Jewish groups said the Pope's meeting with Rydzyk appeared to do the opposite by giving him added legitimacy.

"You have unfortunately lent him the priceless credibility of your office and integrity in the eyes of the world," Abraham Foxman, who leads the U.S.-based Anti-Defamation League, said in a letter to the Pope on Wednesday.

Some Jewish leaders criticized the Pope's recent decision to revive a Latin-language rite that includes a prayer for the conversion of the Jews. The Pope's number two suggested the controversial prayer could be dropped, a proposal welcomed by the Simon Wiesenthal Centre.

Pope Benedict visited the former Nazi concentration camp Auschwitz last year. He called himself "a son of Germany" and asked why God was silent when 1.5 million victims died there.

Next month he is due to visit a monument for Holocaust victims during a trip to Austria.


And more in the spirit of 'know-your-enemy':

Pope steps back
from meeting Polish priest

By Ian Fisher
August 9, 2007
International Herald Tribune/
New York Times


ROME: The Vatican worked Thursday to distance itself from a brief meeting this week between Pope Benedict XVI and a Polish priest who has been accused of making anti-Semitic statements.

In a one-sentence statement, the Vatican suggested that the meeting consisted only of a "kiss of the hand" and that it did not "imply any change in the well known position of the Holy See and the relations between Catholics and Jews."

Jewish groups in Europe and the United States have denounced the pope's meeting with the Reverend Tadeusz Rydzyk, head of Radio Maryja, a Polish station that has angered Jews and the Vatican with broadcasts that both consider to be anti-Semitic.

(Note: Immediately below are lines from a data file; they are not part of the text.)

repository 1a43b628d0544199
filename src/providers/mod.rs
pub(crate) mod http_errors;
pub mod openai;
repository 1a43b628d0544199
use std::env;

pub const MODEL: &str = "gpt-3.5-turbo";

const DEFAULT_BASE_URL: &str = "https://api.openai.com/v1";
const DEFAULT_TIMEOUT_SECS: u64 = 60;

#[derive(Debug, Clone)]
pub struct Config {
    pub api_key: Option<String>,
    pub base_url: String,
    pub model: String,
    pub timeout_secs: u64,
}

impl Config {
    pub fn from_env() -> Self {
        Self::from_env_with(|key| env::var(key).ok())
    }

    fn from_env_with(mut get_var: impl FnMut(&str) -> Option<String>) -> Self {
        Self {
            api_key: parse_api_key(get_var("OPENAI_API_KEY").as_deref()),
            base_url: parse_base_url(get_var("OPENAI_BASE_URL").as_deref()),
            model: MODEL.to_string(),
            timeout_secs: parse_timeout_secs(get_var("OPENAI_TIMEOUT_SECS").as_deref()),
        }
    }
}

fn parse_api_key(raw: Option<&str>) -> Option<String> {
    raw.map(str::trim)
        .filter(|value| !value.is_empty())
        .map(str::to_string)
}

fn parse_base_url(raw: Option<&str>) -> String {
    raw.map(str::trim)
        .filter(|value| !value.is_empty())
        .unwrap_or(DEFAULT_BASE_URL)
        .to_string()
}

fn parse_timeout_secs(raw: Option<&str>) -> u64 {
    raw.and_then(|value| value.trim().parse::<u64>().ok())
        .filter(|value| *value > 0)
        .unwrap_or(DEFAULT_TIMEOUT_SECS)
}
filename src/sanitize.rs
/// Cleans one line of user input before it enters the transcript.
///
/// Newlines and double quotes are stripped first, then surrounding whitespace
/// is trimmed. Nothing else is touched and an empty result is returned as is.
pub fn sanitize(raw: &str) -> String {
    let stripped: String = raw.chars().filter(|c| !matches!(c, '\n' | '"')).collect();
    stripped.trim().to_string()
}

#[cfg(test)]
mod tests {
    use super::sanitize;

    #[test]
    fn strips_newlines_quotes_and_surrounding_whitespace() {
        assert_eq!(sanitize("  hello\nworld\"!  "), "helloworld!");
    }

    #[test]
    fn keeps_inner_whitespace_and_other_punctuation() {
        assert_eq!(sanitize("what's 2 + 2?\n"), "what's 2 + 2?");
        assert_eq!(sanitize("tab\there"), "tab\there");
    }

    #[test]
    fn empty_and_blank_input_become_empty() {
        assert_eq!(sanitize(""), "");
        assert_eq!(sanitize("  \n \"\" \n"), "");
    }

    #[test]
    fn sanitizing_twice_matches_sanitizing_once() {
        let samples = [
            "",
            "plain",
            "  padded  ",
            "\" quoted edge\"",
            "\"\n  \"",
            "a \n\"",
            "line one\r\nline two\r\n",
            "\u{a0}unicode space\u{a0}",
            "  hello\nworld\"!  ",
        ];

        for sample in samples {
            let once = sanitize(sample);
            assert_eq!(sanitize(&once), once, "not idempotent for {sample:?}");
        }
    }

    #[test]
    fn quotes_next_to_whitespace_do_not_leave_padding() {
        assert_eq!(sanitize("\" a\""), "a");
    }
}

The meeting took place at the pope's summer residence, Castelgandolfo outside Rome, after his traditional Sunday public blessing.

Earlier statements from the Vatican suggested that the pope had merely greeted several pilgrims at the audience, Rydzyk among them, and that the meeting was "without special significance." In Poland, however, the radio station's daily newspaper, Nasz Dziennik, printed photographs of the meeting, saying the pope "blessed Radio Maryja and its work."

The Vatican statement did not address the paper's claims, nor did it meet demands from Jewish groups that Benedict specifically denounce statements on Radio Maryja that they consider anti-Semitic.

The European Jewish Congress, which has chastised the pope for the meeting, issued a statement Thursday saying that it welcomed the pope's affirmation "that relations between Catholics and Jews will remain in the future as they have been established over the past few decades."

The statement from the group's vice president, Richard Prasquier, continued: "Nevertheless we hope to see the Vatican strongly condemn the anti-Semitism that is still spread today by Radio Maryja."

In a recorded speech Rydzyk gave to journalism students in Poland last spring - among other contentious statements over many years - he accused Jews of being greedy and the Polish government of bowing to the "Jewish lobby." He apologized after the tape was released last month.

Jewish groups have generally praised Benedict: Before he was elected pope two years ago, Cardinal Joseph Ratzinger was considered at the forefront of efforts to close the gap of anger and suspicion between the two faiths, much of it fueled by allegations that the church did not do enough to save Jews from the Nazi Holocaust.

But Jewish groups criticized him this summer for liberalizing the use of the old Latin Mass, not in wide use for 50 years, which contains a once-a-year prayer for the conversion of Jews to Christianity.

This week, the Italian Catholic Church also came under fire after a priest tied to the nation's political right, the Reverend Pierino Gelmini, blamed unspecified "Jewish radical-chic" groups for recent charges that he sexually abused several clients at drug treatment center he runs.